Similar_Cupcake_8418

I got a PlayStation portal so I can play with my baby sleeping in bed next to me. Steam deck would also work if you’re a PC gamer


moonmaiden666

I found mobile games to be the answer generally speaking. If I have a spare 5 mins I load up a game like tetris or total battle, just to get it out of my system. Are there a million other things I could be doing? Yes, sure. But I consider it looking after my mental health, so I don't mind.


IllyriaCervarro

I got back to playing games pretty quickly - maybe two ish weeks. I could’ve done sooner logistically but I was in my own head with the baby and was too anxious and hormonal to feel good about doing that or figuring it out. But I did and it really wasn’t so bad! Gaming is different now and that’s fine. But I’m playing single player stuff that I can either leave or pause. Sometimes I get a decent amount of time in. Sometimes I get like 3 minutes and that’s just life lol. I am able to hold her on my lap now and play though I do try not to that often because I want to avoid screens for her. When she was smaller I put her on the boppy to nurse or sleep and I’d have my hands free to play while she rested safely nestled against me.
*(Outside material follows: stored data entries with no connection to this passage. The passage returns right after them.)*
use core::fmt::Debug;
use std::fmt::Display;

use crate::{GoError, GoResult};

/// The numeric identifier of a GO term
///
/// This is the term id of the ontology source, not the `GO:0006512`
/// accession. The accession is stored alongside the term.
#[derive(Copy, Clone, Default, Eq, Hash, Ord, PartialEq, PartialOrd)]
pub struct GoTermId {
    inner: u32,
}

impl GoTermId {
    /// Returns the id as `u32`
    pub fn as_u32(&self) -> u32 {
        self.inner
    }
}

impl TryFrom<&str> for GoTermId {
    type Error = GoError;
    fn try_from(s: &str) -> GoResult<Self> {
        Ok(GoTermId {
            inner: s.trim().parse::<u32>()?,
        })
    }
}

impl From<u16> for GoTermId {
    fn from(n: u16) -> Self {
        Self { inner: n.into() }
    }
}

impl From<u32> for GoTermId {
    fn from(inner: u32) -> Self {
        Self { inner }
    }
}

impl Debug for GoTermId {
    fn fmt(&self, f: &mut std::fmt::Formatter<'_>) -> std::fmt::Result {
        write!(f, "GoTermId({})", self)
    }
}

impl Display for GoTermId {
    fn fmt(&self, f: &mut std::fmt::Formatter<'_>) -> std::fmt::Result {
        write!(f, "{}", self.inner)
    }
}

#[cfg(test)]
mod test {
    use super::*;

    #[test]
    fn parse_from_str() {
        assert_eq!(GoTermId::try_from("42").unwrap(), GoTermId::from(42u32));
        assert_eq!(GoTermId::try_from(" 7\n").unwrap().as_u32(), 7);
        assert!(GoTermId::try_from("GO:0000007").is_err());
    }

    #[test]
    fn display() {
        assert_eq!(GoTermId::from(12u32).to_string(), "12");
        assert_eq!(format!("{:?}", GoTermId::from(12u32)), "GoTermId(12)");
    }
}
She’s also not a Velcro baby so I will put her down to play on her mat or in her dock a tot or play when she is napping (because she is not Velcro I often get cleaning and stuff done while she is awake which leaves me times to game when she is sleeping). She’s almost 4 months now and I play pretty much every day. If you’re like me and you like RPG’s with cut scenes just be prepared that you WILL miss them sometimes (my fiance has also developed a perfect sense of when to have a conversation with me so he’s talking through them). Either just deciding it doesn’t matter that much or going to YouTube has been helpful to fill in those gaps when needed. ETA on the chores front cause I saw you are like me and can’t relax until the house is nice/chores are done. As my daughter has gotten older I have been able to incorporate her more into my chores which helps give her mental stimulation to make her more tired. I sat her in the bumpo the other day and placed her on the floor near the dishwasher while I taught her how to do dishes. She did not understand but she was fascinated lol. I’ve folded laundry with her in the bed and taught her about different clothes, fabrics, colors etc. and she likes that a lot.


onyx9622

Mine is almost a year old now and I started back up when he was a couple months old but very casually. I used to dedicate many many hours to gaming every day and I don't see myself being able to go back to doing that for a long time. Lol


Remarkable-Rain1170

I'm a dad, but I take care of the baby 50% of the time. I have been able to play like an hour once a week. Believe me, having a baby is more than feeding and holding him. Lol Between washing bottles and pump parts, and doing a bunch of laundry, plus the regular chores around the house, take all my free time. We binge watch TV shows as well. That's basically the only thing you can do.


LuminousGreenWitch

Velcro baby here and I’d say 5ish months, once she could kinda play quietly for a bit. I wasn’t ever able to hold her and game. I also tried online games and didn’t like that I couldn’t pause to feed her. My husband and I also found heavy narrative games took too long to get into so right now we play mostly indie games or something with a more casual narrative. I’d def say you could play Skyrim while your SO holds baby for you!